The content of bioplastics can be verified by the radiocarbon method
More consumer goods packagers are turning to renewable, plant-based plastic, or a combination of petroleum- and plant-based polymers, for their packaging. A time-honored test method — one linked more closely to archaeology than packaging — can help them prove that the package contains the advertised amount of bio-based plastic. That method is radiocarbon testing.
Typically used to estimate the age of fossils and other ancient organic materials, radiocarbon (aka carbon-14) testing is useful for analyzing plastic materials because of their carbon content.
Using test methods that determine the relative concentrations of carbon-14 isotopes in a packaging sample, technicians can calculate how much of the material is plant-based through the percentage of carbon-14 present — versus petroleum-based.
For example, if a packaging material is found to have 75% carbon-14, the material contains 75% renewable, plant-based plastic and 25% petroleum-based plastic.
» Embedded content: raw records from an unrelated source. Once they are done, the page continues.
#![deny(
    unsafe_code,
    missing_docs,
    dead_code,
    unused_results,
    non_snake_case,
    unreachable_pub
)]

//! Core contracts shared across the Cellular Sandbox engine.
//!
//! This crate defines the message surface that connects adapters, the
//! authoritative world, and pure systems. Adapters submit [`Command`] values
//! describing desired mutations, the world executes those commands via its
//! `apply` entry point, and then broadcasts [`Event`] values for systems to
//! react to deterministically. The toroidal [`Grid`] and the [`RuleEngine`]
//! seam live here so that every automaton crate builds on the same data
//! structure without depending on the world.

mod grid;

use std::{fmt, time::Duration};

use serde::{Deserialize, Serialize};

pub use grid::Grid;

/// Title shown by adapters when the sandbox starts.
pub const SANDBOX_TITLE: &str = "Cellular Automata Sandbox";

/// Automata supported by the sandbox.
#[derive(Clone, Copy, Debug, PartialEq, Eq, Hash, Serialize, Deserialize)]
#[serde(rename_all = "kebab-case")]
pub enum AutomatonKind {
    /// Conway's Game of Life over the alphabet {dead, alive}.
    GameOfLife,
    /// Langton's Ant over the alphabet {white, black} plus a mobile actor.
    LangtonsAnt,
    /// Wireworld over the alphabet {empty, head, tail, wire}.
    Wireworld,
}

impl AutomatonKind {
    /// Every automaton in menu order.
    pub const ALL: [AutomatonKind; 3] = [Self::GameOfLife, Self::LangtonsAnt, Self::Wireworld];

    /// Number of distinct cell states in the automaton's alphabet.
    #[must_use]
    pub const fn state_count(self) -> u8 {
        match self {
            Self::GameOfLife | Self::LangtonsAnt => 2,
            Self::Wireworld => 4,
        }
    }

    /// Reports whether the provided state belongs to the automaton's alphabet.
    #[must_use]
    pub const fn accepts(self, state: CellState) -> bool {
        state.get() < self.state_count()
    }

    /// Human readable name used for menus and titles.
    #[must_use]
    pub const fn display_name(self) -> &'static str {
        match self {
            Self::GameOfLife => "Conway's Game of Life",
            Self::LangtonsAnt => "Langton's Ant",
            Self::Wireworld => "Wireworld",
        }
    }
}

impl fmt::Display for AutomatonKind {
    fn fmt(&self, f: &mut fmt::Formatter<'_>) -> fmt::Result {
        f.write_str(self.display_name())
    }
}

/// Raw state stored in a single grid cell.
///
/// The meaning of the value depends on the active automaton; state `0` is the
/// quiescent state for every alphabet.
#[derive(
    Clone, Copy, Debug, Default, PartialEq, Eq, Hash, PartialOrd, Ord, Serialize, Deserialize,
)]
pub struct CellState(u8);

impl CellState {
    /// Quiescent state shared by all automata.
    pub const ZERO: CellState = CellState(0);

    /// Wraps the provided raw state value.
    #[must_use]
    pub const fn new(value: u8) -> Self {
        Self(value)
    }

    /// Retrieves the raw state value.
    #[must_use]
    pub const fn get(&self) -> u8 {
        self.0
    }

    /// Reports whether the state is the quiescent state.
    #[must_use]
    pub const fn is_zero(&self) -> bool {
        self.0 == 0
    }
}

/// Location of a single grid cell expressed as column and row coordinates.
#[derive(Clone, Copy, Debug, PartialEq, Eq, Hash, PartialOrd, Ord, Serialize, Deserialize)]
pub struct CellCoord {
    column: u32,
    row: u32,
}

impl CellCoord {
    /// Creates a new grid cell coordinate.
    #[must_use]
    pub const fn new(column: u32, row: u32) -> Self {
        Self { column, row }
    }

    /// Zero-based column index of the cell (the `x` axis).
    #[must_use]
    pub const fn column(&self) -> u32 {
        self.column
    }

    /// Zero-based row index of the cell (the `y` axis).
    #[must_use]
    pub const fn row(&self) -> u32 {
        self.row
    }
}

/// Size of a grid measured in whole cells.
///
/// Both axes hold at least one cell so every grid has a well defined centre.
#[derive(Clone, Copy, Debug, PartialEq, Eq, Hash, Serialize, Deserialize)]
pub struct Dimensions {
    rows: u32,
    columns: u32,
}

impl Dimensions {
    /// Creates a new size descriptor, clamping each axis to at least one cell.
    #[must_use]
    pub const fn new(rows: u32, columns: u32) -> Self {
        let rows = if rows == 0 { 1 } else { rows };
        let columns = if columns == 0 { 1 } else { columns };
        Self { rows, columns }
    }

    /// Number of rows contained in the grid.
    #[must_use]
    pub const fn rows(&self) -> u32 {
        self.rows
    }

    /// Number of columns contained in the grid.
    #[must_use]
    pub const fn columns(&self) -> u32 {
        self.columns
    }

    /// Total number of cells.
    #[must_use]
    pub const fn cell_count(&self) -> usize {
        self.rows as usize * self.columns as usize
    }

    /// Reports whether the coordinate lies inside the grid.
    #[must_use]
    pub const fn contains(&self, cell: CellCoord) -> bool {
        cell.column() < self.columns && cell.row() < self.rows
    }

    /// Cell at the centre of the grid, rounding towards the origin.
    #[must_use]
    pub const fn center(&self) -> CellCoord {
        CellCoord::new(self.columns / 2, self.rows / 2)
    }
}

/// Facing of the Langton's Ant actor.
///
/// Variants are listed in clockwise order so a right turn advances the index.
#[derive(Clone, Copy, Debug, PartialEq, Eq, Hash, Serialize, Deserialize)]
pub enum Heading {
    /// Towards decreasing row indices.
    Up,
    /// Towards increasing column indices.
    Right,
    /// Towards increasing row indices.
    Down,
    /// Towards decreasing column indices.
    Left,
}

impl Heading {
    const CLOCKWISE: [Heading; 4] = [Self::Up, Self::Right, Self::Down, Self::Left];

    /// Position of the heading within the clockwise ordering.
    #[must_use]
    pub const fn index(self) -> usize {
        match self {
            Self::Up => 0,
            Self::Right => 1,
            Self::Down => 2,
            Self::Left => 3,
        }
    }

    /// Heading obtained after a quarter turn to the right.
    #[must_use]
    pub const fn turn_clockwise(self) -> Self {
        Self::CLOCKWISE[(self.index() + 1) % 4]
    }

    /// Heading obtained after a quarter turn to the left.
    #[must_use]
    pub const fn turn_counter_clockwise(self) -> Self {
        Self::CLOCKWISE[(self.index() + 3) % 4]
    }

    /// Column and row delta of a single step in this heading.
    #[must_use]
    pub const fn offset(self) -> (i32, i32) {
        match self {
            Self::Up => (0, -1),
            Self::Right => (1, 0),
            Self::Down => (0, 1),
            Self::Left => (-1, 0),
        }
    }
}

/// Position and facing of the Langton's Ant actor.
#[derive(Clone, Copy, Debug, PartialEq, Eq, Hash)]
pub struct Ant {
    /// Cell currently occupied by the ant.
    pub position: CellCoord,
    /// Direction the ant will turn from on its next step.
    pub heading: Heading,
}

impl Ant {
    /// Ant placed at the centre of a grid with the provided size, facing up.
    #[must_use]
    pub const fn centered(dimensions: Dimensions) -> Self {
        Self {
            position: dimensions.center(),
            heading: Heading::Up,
        }
    }
}

/// Playback speed expressed in simulation steps per second.
#[derive(Clone, Copy, Debug, PartialEq, Eq, Hash, PartialOrd, Ord, Serialize, Deserialize)]
#[serde(from = "u32", into = "u32")]
pub struct StepRate(u32);

impl StepRate {
    /// Slowest supported rate.
    pub const MIN: StepRate = StepRate(1);
    /// Fastest supported rate.
    pub const MAX: StepRate = StepRate(200);
    /// Rate selected when the sandbox boots.
    pub const DEFAULT: StepRate = StepRate(30);

    /// Creates a rate, clamping the value into the supported range.
    #[must_use]
    pub const fn new(steps_per_second: u32) -> Self {
        if steps_per_second < Self::MIN.0 {
            Self::MIN
        } else if steps_per_second > Self::MAX.0 {
            Self::MAX
        } else {
            Self(steps_per_second)
        }
    }

    /// Number of steps per second.
    #[must_use]
    pub const fn get(&self) -> u32 {
        self.0
    }

    /// Wall-clock time between two consecutive steps.
    #[must_use]
    pub fn interval(&self) -> Duration {
        Duration::from_secs(1) / self.0
    }
}

impl Default for StepRate {
    fn default() -> Self {
        Self::DEFAULT
    }
}

impl From<u32> for StepRate {
    fn from(value: u32) -> Self {
        Self::new(value)
    }
}

impl From<StepRate> for u32 {
    fn from(value: StepRate) -> Self {
        value.0
    }
}

/// Transition function of a single automaton.
///
/// Engines own any state that lives outside the grid, such as the Langton's Ant
/// actor. Synchronous automata must derive the whole next generation from the
/// grid as it was before the call and only then replace it.
pub trait RuleEngine {
    /// Automaton implemented by the engine.
    fn kind(&self) -> AutomatonKind;

    /// Advances the grid by exactly one generation.
    fn step(&mut self, grid: &mut Grid);

    /// Restores engine-held state for a freshly zeroed grid of the given size.
    fn reset(&mut self, _dimensions: Dimensions) {}

    /// Actor carried by the engine, if the automaton has one.
    fn ant(&self) -> Option<Ant> {
        None
    }
}

/// Commands that express all permissible world mutations.
#[derive(Clone, Debug, PartialEq)]
pub enum Command {
    /// Replaces the active automaton with a fresh, zeroed instance.
    SelectAutomaton {
        /// Automaton to activate.
        kind: AutomatonKind,
        /// Size of the new grid.
        dimensions: Dimensions,
    },
    /// Advances the active automaton by one generation.
    Step,
    /// Requests that a single cell take the provided state.
    SetCell {
        /// Cell targeted by the edit.
        cell: CellCoord,
        /// State the cell should hold afterwards.
        state: CellState,
    },
    /// Zeroes the grid and resets any actor state.
    Clear,
    /// Starts or stops timed playback.
    SetPlayback {
        /// Whether playback should be running afterwards.
        running: bool,
    },
    /// Updates the playback speed.
    SetStepRate {
        /// Requested steps per second.
        rate: StepRate,
    },
    /// Reports that wall-clock time elapsed for the cadence system.
    Tick {
        /// Duration that elapsed since the previous tick.
        dt: Duration,
    },
}

/// Events broadcast by the world after processing commands.
#[derive(Clone, Debug, PartialEq, Eq)]
pub enum Event {
    /// Announces that a new automaton instance became active.
    AutomatonSelected {
        /// Automaton that is now active.
        kind: AutomatonKind,
        /// Size of the new grid.
        dimensions: Dimensions,
    },
    /// Confirms that one generation was computed.
    GenerationAdvanced {
        /// Number of generations computed since the last selection or clear.
        generation: u64,
    },
    /// Confirms that an edit changed a cell.
    CellChanged {
        /// Cell that changed.
        cell: CellCoord,
        /// State held before the edit.
        from: CellState,
        /// State held after the edit.
        to: CellState,
    },
    /// Reports that an edit request was rejected.
    CellEditRejected {
        /// Cell targeted by the edit.
        cell: CellCoord,
        /// State requested by the edit.
        state: CellState,
        /// Specific reason the edit failed.
        reason: EditError,
    },
    /// Confirms that the grid was zeroed.
    Cleared,
    /// Announces that playback started or stopped.
    PlaybackChanged {
        /// Whether playback is running.
        running: bool,
    },
    /// Announces a new playback speed.
    StepRateChanged {
        /// Active steps per second.
        rate: StepRate,
    },
    /// Indicates that wall-clock time advanced.
    TimeAdvanced {
        /// Duration that elapsed in the tick.
        dt: Duration,
    },
}

/// Reasons a cell edit may be rejected by the world.
#[derive(Clone, Copy, Debug, PartialEq, Eq, Hash, Serialize, Deserialize)]
pub enum EditError {
    /// The coordinate lies outside the grid.
    OutOfBounds,
    /// The state is not part of the active automaton's alphabet.
    InvalidState,
}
Authenticating sustainable packaging claims with scientific proof has grown more important as greenwashing — the practice of making false claims about environmental friendliness — has become commonplace, turning consumers into skeptics.
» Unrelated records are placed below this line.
// Shared transport configuration for building reqwest::Client instances.
//
// TLS, timeout and user agent live here so the device client and the
// core session never duplicate builder logic.

use std::path::PathBuf;
use std::time::Duration;

use crate::error::Error;

/// TLS verification mode (api-level mirror of core's TlsVerification).
#[derive(Debug, Clone)]
pub enum TlsMode {
    /// Use the system certificate store.
    System,
    /// Use a custom CA certificate from the given PEM file.
    CustomCa(PathBuf),
    /// Accept any certificate (freshly deployed firewalls are self-signed).
    DangerAcceptInvalid,
}

/// Shared transport configuration for building HTTP clients.
#[derive(Debug, Clone)]
pub struct TransportConfig {
    pub tls: TlsMode,
    pub timeout: Duration,
}

impl Default for TransportConfig {
    fn default() -> Self {
        Self {
            tls: TlsMode::DangerAcceptInvalid,
            timeout: Duration::from_secs(30),
        }
    }
}

impl TransportConfig {
    /// Build a `reqwest::Client` from this config.
    pub fn build_client(&self) -> Result<reqwest::Client, Error> {
        let mut builder = reqwest::Client::builder()
            .timeout(self.timeout)
            .user_agent(concat!("panply/", env!("CARGO_PKG_VERSION")));

        match &self.tls {
            TlsMode::System => {}
            TlsMode::CustomCa(path) => {
                let cert_pem = std::fs::read(path)
                    .map_err(|e| Error::Tls(format!("failed to read CA cert: {e}")))?;
                let cert = reqwest::Certificate::from_pem(&cert_pem)
                    .map_err(|e| Error::Tls(format!("invalid CA cert: {e}")))?;
                builder = builder.add_root_certificate(cert);
            }
            TlsMode::DangerAcceptInvalid => {
                builder = builder.danger_accept_invalid_certs(true);
            }
        }

        builder
            .build()
            .map_err(|e| Error::Tls(format!("failed to build HTTP client: {e}")))
    }
}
Sustainability certifications are a way to overcome that skepticism, and some third-party certification organizations rely on the results of radiocarbon testing to authenticate the plant-based and petroleum-based content of a plastic product or package.
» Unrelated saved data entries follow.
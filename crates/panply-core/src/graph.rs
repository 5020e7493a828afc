// ── Dependency graph ──
//
// Creation order is a topological sort of the objects themselves. An
// object waits for every object of a kind it `depends_on` and for every
// object it names by reference, including objects of its own kind. Ready
// objects are taken by kind order, then by declaration order.

use std::collections::{BTreeSet, HashSet};

use strum::IntoEnumIterator;
use tracing::debug;

use crate::error::CoreError;
use crate::model::{ConfigObject, ObjectKind, ObjectRef, Reference};

/// Kahn's algorithm over `nodes`, taking the earliest ready node first.
///
/// Dependencies on nodes outside `nodes` are ignored. On a cycle, returns
/// the nodes that could not be ordered.
pub fn topo_sort<K, F, I>(nodes: &[K], deps: F) -> Result<Vec<K>, Vec<K>>
where
    K: Copy + PartialEq,
    F: Fn(K) -> I,
    I: IntoIterator<Item = K>,
{
    let edges: Vec<Vec<usize>> = nodes
        .iter()
        .map(|&n| {
            deps(n)
                .into_iter()
                .filter_map(|d| nodes.iter().position(|&m| m == d))
                .collect()
        })
        .collect();

    let mut placed = vec![false; nodes.len()];
    let mut order = Vec::with_capacity(nodes.len());

    while order.len() < nodes.len() {
        let ready = (0..nodes.len())
            .find(|&i| !placed[i] && edges[i].iter().all(|&d| placed[d] || d == i));
        let Some(i) = ready else {
            let stuck = (0..nodes.len())
                .filter(|&i| !placed[i])
                .map(|i| nodes[i])
                .collect();
            return Err(stuck);
        };
        placed[i] = true;
        order.push(nodes[i]);
    }

    Ok(order)
}

/// Order of every registered kind under the `depends_on` relation.
pub fn kind_order() -> Result<Vec<ObjectKind>, CoreError> {
    let kinds: Vec<ObjectKind> = ObjectKind::iter().collect();
    topo_sort(&kinds, |k| k.depends_on().iter().copied()).map_err(|stuck| {
        let names: Vec<String> = stuck.iter().map(ToString::to_string).collect();
        CoreError::validation(format!(
            "dependency cycle between kinds: {}",
            names.join(", ")
        ))
    })
}

/// Deterministic creation plan for a set of top-level objects.
#[derive(Debug, Clone)]
pub struct DependencyGraph {
    order: Vec<ObjectRef>,
}

impl DependencyGraph {
    /// Order `objects` for creation.
    ///
    /// Rejects contained kinds at the root and duplicate names per kind.
    /// With `strict`, every name reference must resolve to an object (or
    /// child) in `objects`.
    pub fn build(objects: &[ConfigObject], strict: bool) -> Result<Self, CoreError> {
        let mut seen = HashSet::new();
        for object in objects {
            let object_ref = object.object_ref();
            if !object.kind().is_top_level() {
                return Err(CoreError::validation(format!(
                    "{object_ref} must be staged under its parent, not at the root"
                )));
            }
            if !seen.insert(object_ref.clone()) {
                return Err(CoreError::validation(format!(
                    "duplicate {object_ref} at the root scope"
                )));
            }
        }

        if strict {
            check_references(objects)?;
        } else {
            for reference in unresolved_references(objects) {
                debug!(
                    from = %reference.from,
                    target = %reference.target,
                    "reference left for the device to resolve"
                );
            }
        }

        let kinds = kind_order()?;
        let rank = |kind: ObjectKind| kinds.iter().position(|&k| k == kind).unwrap_or(usize::MAX);

        let mut nodes: Vec<usize> = (0..objects.len()).collect();
        nodes.sort_by_key(|&i| (rank(objects[i].kind()), i));

        // A reference to a child orders against the object that carries it.
        let owner_of = |target: &ObjectRef| {
            objects.iter().position(|o| {
                o.object_ref() == *target || o.children().iter().any(|c| c.object_ref() == *target)
            })
        };
        let deps: Vec<Vec<usize>> = objects
            .iter()
            .enumerate()
            .map(|(i, object)| {
                let by_kind = objects
                    .iter()
                    .enumerate()
                    .filter(|(_, other)| object.kind().depends_on().contains(&other.kind()))
                    .map(|(j, _)| j);
                let by_name = object
                    .references()
                    .into_iter()
                    .filter_map(|r| owner_of(&r.target));
                by_kind.chain(by_name).filter(|&j| j != i).collect()
            })
            .collect();

        let sorted = topo_sort(&nodes, |i| deps[i].iter().copied()).map_err(|stuck| {
            let names: Vec<String> = stuck
                .iter()
                .map(|&i| objects[i].object_ref().to_string())
                .collect();
            CoreError::validation(format!(
                "dependency cycle between objects: {}",
                names.join(", ")
            ))
        })?;

        let order = sorted.into_iter().map(|i| objects[i].object_ref()).collect();
        Ok(Self { order })
    }

    /// Top-level objects in creation order.
    pub fn order(&self) -> &[ObjectRef] {
        &self.order
    }

    pub fn position(&self, object: &ObjectRef) -> Option<usize> {
        self.order.iter().position(|o| o == object)
    }

    pub fn len(&self) -> usize {
        self.order.len()
    }

    pub fn is_empty(&self) -> bool {
        self.order.is_empty()
    }
}

fn provided_names(objects: &[ConfigObject]) -> BTreeSet<ObjectRef> {
    objects
        .iter()
        .flat_map(|o| {
            std::iter::once(o.object_ref())
                .chain(o.children().into_iter().map(|c| c.object_ref()))
        })
        .collect()
}

fn unresolved_references(objects: &[ConfigObject]) -> Vec<Reference> {
    let provided = provided_names(objects);
    objects
        .iter()
        .flat_map(ConfigObject::references)
        .filter(|r| !provided.contains(&r.target))
        .collect()
}

/// Fail on the first name reference that nothing in `objects` provides.
pub fn check_references(objects: &[ConfigObject]) -> Result<(), CoreError> {
    match unresolved_references(objects).into_iter().next() {
        Some(r) => Err(CoreError::validation(format!(
            "{} references unknown {} via {}",
            r.from, r.target, r.field
        ))),
        None => Ok(()),
    }
}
The US Department of Agriculture (USDA) BioPreferred Program offers the USDA Certified Biobased Product label, for example, and testing/certification company TÜV Austria provides “OK biobased” certification.
“The USDA BioPreferred Program’s voluntary product label qualification requires ASTM D6866 measurements from a ISO 9001-conformant lab,” says Jordan Turner, marketing coordinator with Beta Analytic, a lab that meets both of these criteria and is one of only two approved testing labs for bio-based-content analysis. Beta uses the accelerator mass spectrometry method to perform radiocarbon testing.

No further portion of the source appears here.